Stephen McKeown

Personal information
- Full name: Stephen James McKeown
- Date of birth: 17 July 1981 (age 43)
- Place of birth: Rutherglen, Scotland
- Position(s): Midfielder, striker

Team information
- Current team: Irvine Meadow

Youth career
- Cathkin United
- 1997–1998: Airdrieonians

Senior career*
- Years: Team / Apps / (Gls)
- 1998–2002: Airdrieonians / 34 / (4)
- 2002–2008: Airdrie United / 154 / (33)
- 2008–2010: Partick Thistle / 54 / (6)
- 2010: Ayr United / 4 / (0)
- 2011: Airdrie United / 5 / (0)
- 2012: Pollok FC
- 2013: Irvine Meadow

= Stephen McKeown =

Scottish footballer

Stephen James McKeown (born 17 July 1981) is a Scottish retired footballer who played as an attacking midfielder.

==Career==
McKeown was raised in the Fernhill district of Rutherglen and attended Trinity High School in the town.

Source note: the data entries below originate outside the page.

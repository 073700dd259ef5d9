//! Client-side signing against a challenge.

use std::sync::Arc;

use httpsig_core::KeyIdScheme;
use tracing::{debug, warn};

use crate::algorithm::Algorithm;
use crate::authorization::Authorization;
use crate::canonical::build_signing_string;
use crate::challenge::Challenge;
use crate::error::AuthError;
use crate::keychain::{KeyEntry, Keychain};
use crate::request::RequestContent;

/// Signs requests with the first suitable key of a keychain.
#[derive(Debug, Clone)]
pub struct Signer {
    keychain: Arc<Keychain>,
    scheme: KeyIdScheme,
}

impl Signer {
    /// Create a signer addressing keys with `scheme`.
    pub fn new(keychain: Arc<Keychain>, scheme: KeyIdScheme) -> Self {
        Self { keychain, scheme }
    }

    /// First signing-capable entry and its preferred algorithm accepted by
    /// `challenge`.
    #[must_use]
    pub fn select(&self, challenge: &Challenge) -> Option<(&KeyEntry, Algorithm)> {
        self.keychain.iter().filter(|entry| entry.key().can_sign()).find_map(|entry| {
            Algorithm::ALL
                .into_iter()
                .find(|alg| challenge.algorithms().contains(*alg) && entry.key().algorithms().contains(*alg))
                .map(|alg| (entry, alg))
        })
    }

    /// Sign the challenge's required headers.
    ///
    /// # Errors
    /// See [`Signer::sign_headers`].
    pub fn sign(&self, challenge: &Challenge, content: &RequestContent) -> Result<Authorization, AuthError> {
        self.sign_headers(challenge, content, &[])
    }

    /// Sign `extra` headers followed by any required header not already
    /// listed.
    ///
    /// # Errors
    /// - [`AuthError::NoSigningKey`] if no key can satisfy the challenge
    /// - [`AuthError::MissingHeader`] if a header to sign is absent
    pub fn sign_headers(
        &self,
        challenge: &Challenge,
        content: &RequestContent,
        extra: &[&str],
    ) -> Result<Authorization, AuthError> {
        let (entry, algorithm) = self.select(challenge).ok_or(AuthError::NoSigningKey)?;

        let mut headers: Vec<String> = extra.iter().map(|h| h.to_ascii_lowercase()).collect();
        for required in challenge.required_headers() {
            if !headers.contains(required) {
                headers.push(required.clone());
            }
        }

        let signing_string = build_signing_string(content, headers.as_slice())?;
        let signature = entry
            .key()
            .sign(algorithm, &signing_string)
            .map_err(|e| {
                warn!(error = %e, "signing failed");
                AuthError::NoSigningKey
            })?;
        let key_id = entry.id_for(self.scheme);
        debug!(key_id = %key_id, %algorithm, "signed request");

        Ok(Authorization::new(key_id, algorithm, headers, signature))
    }
}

He joined Airdrieonians at the age of 16 from a local boys' club on the recommendation of Sandy Stewart, spending four years with that version of the club and six more with its successor Airdrie United from its inception in 2002. At one point he lost his enjoyment for football and was ready to quit the game, but recanted after advice from Stewart and his father. In 2006 he scored a late penalty as Airdrie eliminated top-division Dunfermline from the Scottish Cup.

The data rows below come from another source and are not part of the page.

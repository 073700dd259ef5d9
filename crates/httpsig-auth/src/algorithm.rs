//! Signature algorithm names.
//!
//! The wire names follow the HTTP Signatures draft (`rsa-sha256`,
//! `hmac-sha256`, ...). Parsing is case-insensitive, display is always the
//! lower-case wire name.

use std::collections::BTreeSet;
use std::fmt;
use std::str::FromStr;

use crate::error::AuthError;

/// A signature algorithm a key may support and an authorization may claim.
#[derive(Debug, Clone, Copy, PartialEq, Eq, PartialOrd, Ord, Hash)]
pub enum Algorithm {
    /// RSASSA-PKCS1-v1_5 with SHA-1.
    RsaSha1,
    /// RSASSA-PKCS1-v1_5 with SHA-256.
    RsaSha256,
    /// RSASSA-PKCS1-v1_5 with SHA-512.
    RsaSha512,
    /// HMAC with SHA-1.
    HmacSha1,
    /// HMAC with SHA-256.
    HmacSha256,
    /// HMAC with SHA-512.
    HmacSha512,
    /// Ed25519 (pure EdDSA).
    Ed25519,
}

impl Algorithm {
    /// All supported algorithms, in preference order.
    pub const ALL: [Self; 7] = [
        Self::RsaSha256,
        Self::RsaSha512,
        Self::RsaSha1,
        Self::Ed25519,
        Self::HmacSha256,
        Self::HmacSha512,
        Self::HmacSha1,
    ];

    /// The wire name of this algorithm.
    #[must_use]
    pub fn as_str(self) -> &'static str {
        match self {
            Self::RsaSha1 => "rsa-sha1",
            Self::RsaSha256 => "rsa-sha256",
            Self::RsaSha512 => "rsa-sha512",
            Self::HmacSha1 => "hmac-sha1",
            Self::HmacSha256 => "hmac-sha256",
            Self::HmacSha512 => "hmac-sha512",
            Self::Ed25519 => "ed25519",
        }
    }
}

impl fmt::Display for Algorithm {
    fn fmt(&self, f: &mut fmt::Formatter<'_>) -> fmt::Result {
        f.write_str(self.as_str())
    }
}

impl FromStr for Algorithm {
    type Err = AuthError;

    fn from_str(s: &str) -> Result<Self, Self::Err> {
        Self::ALL
            .into_iter()
            .find(|alg| alg.as_str().eq_ignore_ascii_case(s))
            .ok_or_else(|| AuthError::UnsupportedAlgorithm(s.to_owned()))
    }
}

/// An ordered set of algorithms.
#[derive(Debug, Clone, Default, PartialEq, Eq)]
pub struct AlgorithmSet(BTreeSet<Algorithm>);

impl AlgorithmSet {
    /// Create an empty set.
    #[must_use]
    pub fn new() -> Self {
        Self::default()
    }

    /// Whether the set contains `algorithm`.
    #[must_use]
    pub fn contains(&self, algorithm: Algorithm) -> bool {
        self.0.contains(&algorithm)
    }

    /// Add an algorithm.
    pub fn insert(&mut self, algorithm: Algorithm) {
        self.0.insert(algorithm);
    }

    /// Add every algorithm of `other`.
    pub fn extend_from(&mut self, other: &Self) {
        self.0.extend(other.0.iter().copied());
    }

    /// Iterate in order.
    pub fn iter(&self) -> impl Iterator<Item = Algorithm> + '_ {
        self.0.iter().copied()
    }

    /// Number of algorithms.
    #[must_use]
    pub fn len(&self) -> usize {
        self.0.len()
    }

    /// Whether the set is empty.
    #[must_use]
    pub fn is_empty(&self) -> bool {
        self.0.is_empty()
    }

    /// Parse a space separated list of wire names.
    ///
    /// # Errors
    /// Returns [`AuthError::UnsupportedAlgorithm`] for the first unknown name.
    pub fn parse_list(raw: &str) -> Result<Self, AuthError> {
        raw.split_whitespace().map(str::parse::<Algorithm>).collect()
    }
}

impl FromIterator<Algorithm> for AlgorithmSet {
    fn from_iter<T: IntoIterator<Item = Algorithm>>(iter: T) -> Self {
        Self(iter.into_iter().collect())
    }
}

impl<const N: usize> From<[Algorithm; N]> for AlgorithmSet {
    fn from(algorithms: [Algorithm; N]) -> Self {
        algorithms.into_iter().collect()
    }
}

impl fmt::Display for AlgorithmSet {
    fn fmt(&self, f: &mut fmt::Formatter<'_>) -> fmt::Result {
        let mut first = true;
        for alg in &self.0 {
            if !first {
                f.write_str(" ")?;
            }
            f.write_str(alg.as_str())?;
            first = false;
        }
        Ok(())
    }
}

McKeown signed for Partick Thistle of the First Division at the opening of the January transfer window of 2008. Soon after joining, he scored against Rangers in a League Cup tie. He joined Ayr United after leaving Partick in summer 2010 on a free transfer.

McKeown was released from his contract at Ayr following a training ground incident and rejoined Airdrie United in January 2011. He lasted two months at the Diamonds before leaving the club, citing commitments away from football as the reason.

He later joined Junior club Pollok FC in January 2012 and made his first start for the club in the Emirates Scottish Junior Cup Fourth Round. On 28 September 2013, McKeown joined Irvine Meadow, also of the Junior grade.

==Personal life==
His nieces Kodie Hay and Brogan Hay are also footballers who play for Glasgow City.